Aim of the task: Write only the number of lines in the entries that hold the string "WorkerPoolStatus".
#### Source material
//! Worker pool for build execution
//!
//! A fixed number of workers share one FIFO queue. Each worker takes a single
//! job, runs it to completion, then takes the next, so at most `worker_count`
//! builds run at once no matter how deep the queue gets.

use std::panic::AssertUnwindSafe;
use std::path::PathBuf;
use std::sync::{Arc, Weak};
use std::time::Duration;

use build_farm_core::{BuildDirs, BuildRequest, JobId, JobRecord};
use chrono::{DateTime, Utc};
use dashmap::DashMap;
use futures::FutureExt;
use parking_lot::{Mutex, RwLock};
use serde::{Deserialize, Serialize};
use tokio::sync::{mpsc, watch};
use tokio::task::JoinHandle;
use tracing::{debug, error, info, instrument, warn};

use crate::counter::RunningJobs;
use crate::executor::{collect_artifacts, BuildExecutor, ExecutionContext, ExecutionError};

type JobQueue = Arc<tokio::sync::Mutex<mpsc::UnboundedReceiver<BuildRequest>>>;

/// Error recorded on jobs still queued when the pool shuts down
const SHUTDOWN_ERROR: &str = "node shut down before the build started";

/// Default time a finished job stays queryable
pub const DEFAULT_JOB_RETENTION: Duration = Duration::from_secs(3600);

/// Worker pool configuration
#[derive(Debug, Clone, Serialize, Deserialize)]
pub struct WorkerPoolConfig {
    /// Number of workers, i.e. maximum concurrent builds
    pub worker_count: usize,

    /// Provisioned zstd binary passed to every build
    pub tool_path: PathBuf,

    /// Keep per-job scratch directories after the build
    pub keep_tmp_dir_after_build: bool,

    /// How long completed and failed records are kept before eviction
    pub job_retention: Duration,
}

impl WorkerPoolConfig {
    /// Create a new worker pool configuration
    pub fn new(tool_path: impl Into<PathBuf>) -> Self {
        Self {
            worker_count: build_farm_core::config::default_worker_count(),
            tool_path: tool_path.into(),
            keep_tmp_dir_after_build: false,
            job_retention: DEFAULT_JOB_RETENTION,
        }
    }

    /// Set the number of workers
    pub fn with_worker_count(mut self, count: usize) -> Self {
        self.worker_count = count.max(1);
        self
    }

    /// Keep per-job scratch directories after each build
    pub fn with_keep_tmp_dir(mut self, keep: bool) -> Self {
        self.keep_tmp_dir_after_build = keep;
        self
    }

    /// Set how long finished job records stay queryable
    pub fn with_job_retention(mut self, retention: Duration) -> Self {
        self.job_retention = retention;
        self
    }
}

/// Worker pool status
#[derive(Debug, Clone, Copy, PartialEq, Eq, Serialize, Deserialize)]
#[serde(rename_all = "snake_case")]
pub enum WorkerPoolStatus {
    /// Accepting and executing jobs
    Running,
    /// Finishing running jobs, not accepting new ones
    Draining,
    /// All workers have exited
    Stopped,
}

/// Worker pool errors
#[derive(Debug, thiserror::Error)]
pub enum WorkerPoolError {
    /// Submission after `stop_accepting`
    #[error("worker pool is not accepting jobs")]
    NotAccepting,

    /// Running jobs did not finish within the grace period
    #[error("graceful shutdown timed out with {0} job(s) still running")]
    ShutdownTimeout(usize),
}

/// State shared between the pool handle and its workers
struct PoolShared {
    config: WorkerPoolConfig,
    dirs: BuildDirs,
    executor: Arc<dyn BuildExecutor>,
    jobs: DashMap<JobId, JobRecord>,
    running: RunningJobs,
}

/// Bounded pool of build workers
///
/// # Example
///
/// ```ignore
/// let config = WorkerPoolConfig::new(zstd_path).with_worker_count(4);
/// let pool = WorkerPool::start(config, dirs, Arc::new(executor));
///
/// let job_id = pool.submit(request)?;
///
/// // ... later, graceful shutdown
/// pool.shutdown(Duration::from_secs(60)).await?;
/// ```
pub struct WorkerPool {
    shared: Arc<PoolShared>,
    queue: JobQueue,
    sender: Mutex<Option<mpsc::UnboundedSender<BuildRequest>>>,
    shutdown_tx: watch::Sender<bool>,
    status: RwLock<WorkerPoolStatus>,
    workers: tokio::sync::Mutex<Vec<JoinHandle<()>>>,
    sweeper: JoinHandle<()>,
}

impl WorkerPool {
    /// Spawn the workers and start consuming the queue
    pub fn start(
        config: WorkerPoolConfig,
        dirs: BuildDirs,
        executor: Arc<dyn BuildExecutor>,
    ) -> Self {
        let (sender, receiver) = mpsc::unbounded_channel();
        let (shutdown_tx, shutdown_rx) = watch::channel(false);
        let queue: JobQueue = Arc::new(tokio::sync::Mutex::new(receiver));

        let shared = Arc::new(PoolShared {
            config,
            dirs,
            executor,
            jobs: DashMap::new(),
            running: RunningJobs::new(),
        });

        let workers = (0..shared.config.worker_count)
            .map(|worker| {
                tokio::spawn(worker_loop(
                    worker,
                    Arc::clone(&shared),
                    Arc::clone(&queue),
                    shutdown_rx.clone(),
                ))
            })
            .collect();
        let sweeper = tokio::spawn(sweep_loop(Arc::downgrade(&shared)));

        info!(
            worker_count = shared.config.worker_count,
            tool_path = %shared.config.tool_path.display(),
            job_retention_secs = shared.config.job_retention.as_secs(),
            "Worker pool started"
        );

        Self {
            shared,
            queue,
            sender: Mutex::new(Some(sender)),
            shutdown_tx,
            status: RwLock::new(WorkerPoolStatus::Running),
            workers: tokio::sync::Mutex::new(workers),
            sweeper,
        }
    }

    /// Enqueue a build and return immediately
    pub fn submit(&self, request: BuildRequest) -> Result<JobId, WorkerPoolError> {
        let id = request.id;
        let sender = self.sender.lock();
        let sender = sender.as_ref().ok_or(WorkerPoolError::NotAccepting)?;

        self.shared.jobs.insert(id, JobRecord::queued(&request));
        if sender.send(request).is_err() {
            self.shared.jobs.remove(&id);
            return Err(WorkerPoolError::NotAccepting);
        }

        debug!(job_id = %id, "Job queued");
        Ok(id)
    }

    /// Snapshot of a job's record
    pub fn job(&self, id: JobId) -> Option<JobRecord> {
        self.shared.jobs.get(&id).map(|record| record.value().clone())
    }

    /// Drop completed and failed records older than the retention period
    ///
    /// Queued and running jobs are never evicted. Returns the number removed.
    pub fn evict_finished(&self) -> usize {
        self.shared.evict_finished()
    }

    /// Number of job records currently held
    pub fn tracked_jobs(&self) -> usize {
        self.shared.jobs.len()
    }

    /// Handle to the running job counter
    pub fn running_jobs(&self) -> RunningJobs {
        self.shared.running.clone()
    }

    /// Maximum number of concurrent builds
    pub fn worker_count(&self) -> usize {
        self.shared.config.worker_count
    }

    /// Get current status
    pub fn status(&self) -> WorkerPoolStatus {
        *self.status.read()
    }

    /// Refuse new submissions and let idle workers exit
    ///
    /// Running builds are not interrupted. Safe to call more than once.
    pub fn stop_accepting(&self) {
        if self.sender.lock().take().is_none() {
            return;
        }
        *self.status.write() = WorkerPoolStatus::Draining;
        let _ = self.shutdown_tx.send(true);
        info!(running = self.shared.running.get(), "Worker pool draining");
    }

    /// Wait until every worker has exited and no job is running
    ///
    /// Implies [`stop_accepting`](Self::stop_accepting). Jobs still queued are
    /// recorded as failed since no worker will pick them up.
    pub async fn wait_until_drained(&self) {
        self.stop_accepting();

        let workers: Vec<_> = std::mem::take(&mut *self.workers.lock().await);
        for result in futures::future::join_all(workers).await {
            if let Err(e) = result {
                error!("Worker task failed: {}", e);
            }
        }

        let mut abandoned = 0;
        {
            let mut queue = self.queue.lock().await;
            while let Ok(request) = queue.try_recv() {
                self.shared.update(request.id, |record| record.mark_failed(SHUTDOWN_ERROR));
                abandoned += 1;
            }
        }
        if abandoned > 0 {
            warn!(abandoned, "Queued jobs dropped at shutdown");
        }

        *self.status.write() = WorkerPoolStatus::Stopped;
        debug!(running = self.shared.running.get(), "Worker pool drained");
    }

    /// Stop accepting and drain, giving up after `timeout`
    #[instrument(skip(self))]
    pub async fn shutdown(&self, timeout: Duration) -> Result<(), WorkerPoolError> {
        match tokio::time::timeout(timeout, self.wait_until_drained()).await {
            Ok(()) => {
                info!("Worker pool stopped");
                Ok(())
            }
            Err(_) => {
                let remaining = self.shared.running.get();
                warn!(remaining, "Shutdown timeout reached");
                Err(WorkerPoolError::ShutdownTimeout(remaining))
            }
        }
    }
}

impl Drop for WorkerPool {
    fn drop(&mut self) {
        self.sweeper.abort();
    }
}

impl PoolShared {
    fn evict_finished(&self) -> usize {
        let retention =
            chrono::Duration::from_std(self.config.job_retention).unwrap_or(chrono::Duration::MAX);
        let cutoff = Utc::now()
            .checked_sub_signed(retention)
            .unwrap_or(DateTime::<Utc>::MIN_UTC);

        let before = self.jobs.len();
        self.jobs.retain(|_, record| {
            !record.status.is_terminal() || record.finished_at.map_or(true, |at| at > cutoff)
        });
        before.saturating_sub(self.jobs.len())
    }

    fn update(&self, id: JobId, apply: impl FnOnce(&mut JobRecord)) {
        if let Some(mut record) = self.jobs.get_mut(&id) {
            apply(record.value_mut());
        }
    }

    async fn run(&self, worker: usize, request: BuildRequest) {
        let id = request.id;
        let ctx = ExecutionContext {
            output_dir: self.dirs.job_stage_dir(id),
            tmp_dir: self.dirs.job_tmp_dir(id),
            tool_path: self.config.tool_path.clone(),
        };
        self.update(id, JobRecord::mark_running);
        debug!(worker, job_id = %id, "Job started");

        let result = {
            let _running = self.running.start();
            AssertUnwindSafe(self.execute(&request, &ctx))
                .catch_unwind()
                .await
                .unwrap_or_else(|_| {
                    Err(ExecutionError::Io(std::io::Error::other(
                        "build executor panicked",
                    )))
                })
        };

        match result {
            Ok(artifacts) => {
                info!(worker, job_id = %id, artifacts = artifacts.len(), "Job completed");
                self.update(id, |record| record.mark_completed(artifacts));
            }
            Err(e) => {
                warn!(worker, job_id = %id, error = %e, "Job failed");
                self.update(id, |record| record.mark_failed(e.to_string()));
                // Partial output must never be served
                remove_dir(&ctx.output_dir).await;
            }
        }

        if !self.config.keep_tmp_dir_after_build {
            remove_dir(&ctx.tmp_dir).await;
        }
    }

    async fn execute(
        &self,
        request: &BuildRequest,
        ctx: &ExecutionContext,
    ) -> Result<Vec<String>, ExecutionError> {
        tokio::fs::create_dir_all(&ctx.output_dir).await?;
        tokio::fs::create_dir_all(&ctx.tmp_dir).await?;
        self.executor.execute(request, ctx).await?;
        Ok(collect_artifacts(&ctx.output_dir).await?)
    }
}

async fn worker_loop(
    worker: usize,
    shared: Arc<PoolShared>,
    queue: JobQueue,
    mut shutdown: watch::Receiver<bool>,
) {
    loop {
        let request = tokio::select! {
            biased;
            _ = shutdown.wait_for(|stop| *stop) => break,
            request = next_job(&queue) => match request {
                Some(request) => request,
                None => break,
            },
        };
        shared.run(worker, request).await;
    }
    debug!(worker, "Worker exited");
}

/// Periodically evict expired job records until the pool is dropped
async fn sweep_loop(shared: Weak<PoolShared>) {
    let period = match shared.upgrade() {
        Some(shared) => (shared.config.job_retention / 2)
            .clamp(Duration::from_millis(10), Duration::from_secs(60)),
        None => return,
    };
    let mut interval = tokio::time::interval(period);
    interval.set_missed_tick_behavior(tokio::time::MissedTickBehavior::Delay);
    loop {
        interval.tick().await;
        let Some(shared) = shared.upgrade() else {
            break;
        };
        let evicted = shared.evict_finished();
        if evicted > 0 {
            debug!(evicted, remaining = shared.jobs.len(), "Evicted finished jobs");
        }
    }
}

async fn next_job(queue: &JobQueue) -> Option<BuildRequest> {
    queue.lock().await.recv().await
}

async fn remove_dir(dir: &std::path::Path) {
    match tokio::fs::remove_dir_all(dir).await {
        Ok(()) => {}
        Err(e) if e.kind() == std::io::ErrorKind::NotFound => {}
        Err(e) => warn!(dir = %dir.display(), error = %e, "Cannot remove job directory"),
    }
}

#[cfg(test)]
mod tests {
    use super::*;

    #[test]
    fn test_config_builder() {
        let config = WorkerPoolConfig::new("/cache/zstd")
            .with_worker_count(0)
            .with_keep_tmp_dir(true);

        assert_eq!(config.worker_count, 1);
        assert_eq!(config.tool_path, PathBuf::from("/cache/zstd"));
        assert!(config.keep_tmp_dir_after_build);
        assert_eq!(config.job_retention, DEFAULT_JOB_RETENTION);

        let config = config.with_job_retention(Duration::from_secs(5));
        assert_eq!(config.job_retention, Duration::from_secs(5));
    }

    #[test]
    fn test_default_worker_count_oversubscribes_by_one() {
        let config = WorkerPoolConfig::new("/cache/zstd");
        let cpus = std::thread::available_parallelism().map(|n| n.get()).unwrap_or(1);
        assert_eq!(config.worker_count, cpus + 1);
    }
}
########
#### Source material
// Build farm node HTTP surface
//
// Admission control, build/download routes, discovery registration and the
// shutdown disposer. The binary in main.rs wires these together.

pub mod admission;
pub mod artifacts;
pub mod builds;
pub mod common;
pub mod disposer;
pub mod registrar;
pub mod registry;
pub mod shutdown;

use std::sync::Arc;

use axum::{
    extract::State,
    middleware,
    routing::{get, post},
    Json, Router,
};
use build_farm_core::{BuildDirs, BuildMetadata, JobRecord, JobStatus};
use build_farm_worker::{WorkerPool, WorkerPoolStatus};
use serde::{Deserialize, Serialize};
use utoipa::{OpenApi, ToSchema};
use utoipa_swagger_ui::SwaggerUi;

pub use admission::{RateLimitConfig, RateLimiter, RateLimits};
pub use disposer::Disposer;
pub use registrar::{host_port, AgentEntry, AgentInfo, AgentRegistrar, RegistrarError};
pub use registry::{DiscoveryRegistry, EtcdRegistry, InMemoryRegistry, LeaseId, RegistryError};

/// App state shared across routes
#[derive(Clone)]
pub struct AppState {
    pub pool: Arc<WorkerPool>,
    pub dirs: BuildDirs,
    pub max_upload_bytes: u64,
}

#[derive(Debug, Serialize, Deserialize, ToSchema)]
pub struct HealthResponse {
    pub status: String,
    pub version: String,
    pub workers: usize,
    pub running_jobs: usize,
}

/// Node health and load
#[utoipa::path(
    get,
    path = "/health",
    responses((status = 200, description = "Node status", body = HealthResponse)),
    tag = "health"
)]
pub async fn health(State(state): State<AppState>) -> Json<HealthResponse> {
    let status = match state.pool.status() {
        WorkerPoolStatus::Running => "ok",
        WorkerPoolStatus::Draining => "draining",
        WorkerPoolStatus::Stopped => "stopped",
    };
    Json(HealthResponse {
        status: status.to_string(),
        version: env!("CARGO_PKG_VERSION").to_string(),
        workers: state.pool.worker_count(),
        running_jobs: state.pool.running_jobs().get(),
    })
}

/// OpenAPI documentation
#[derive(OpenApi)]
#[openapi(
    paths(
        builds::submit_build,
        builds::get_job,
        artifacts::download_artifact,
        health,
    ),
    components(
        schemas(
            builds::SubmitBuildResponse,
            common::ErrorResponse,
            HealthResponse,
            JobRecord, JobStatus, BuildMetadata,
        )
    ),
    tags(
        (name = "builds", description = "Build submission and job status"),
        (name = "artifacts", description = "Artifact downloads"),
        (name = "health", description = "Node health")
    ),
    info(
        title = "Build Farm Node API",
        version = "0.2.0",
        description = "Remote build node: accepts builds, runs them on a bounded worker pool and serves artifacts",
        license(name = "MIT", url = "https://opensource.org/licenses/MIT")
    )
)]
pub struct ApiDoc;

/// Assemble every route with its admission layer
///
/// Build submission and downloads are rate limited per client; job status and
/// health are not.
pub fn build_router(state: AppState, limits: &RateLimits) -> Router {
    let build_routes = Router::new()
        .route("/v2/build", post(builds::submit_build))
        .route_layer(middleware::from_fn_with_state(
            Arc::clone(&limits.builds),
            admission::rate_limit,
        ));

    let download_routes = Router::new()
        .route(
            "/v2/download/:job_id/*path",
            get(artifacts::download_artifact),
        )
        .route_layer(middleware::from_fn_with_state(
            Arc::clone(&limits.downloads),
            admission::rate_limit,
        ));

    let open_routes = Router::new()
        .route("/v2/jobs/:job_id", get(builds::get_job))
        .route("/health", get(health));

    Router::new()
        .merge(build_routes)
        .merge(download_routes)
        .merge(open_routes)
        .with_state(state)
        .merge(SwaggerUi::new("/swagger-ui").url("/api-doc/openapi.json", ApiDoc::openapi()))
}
########
Answer to the problem: 10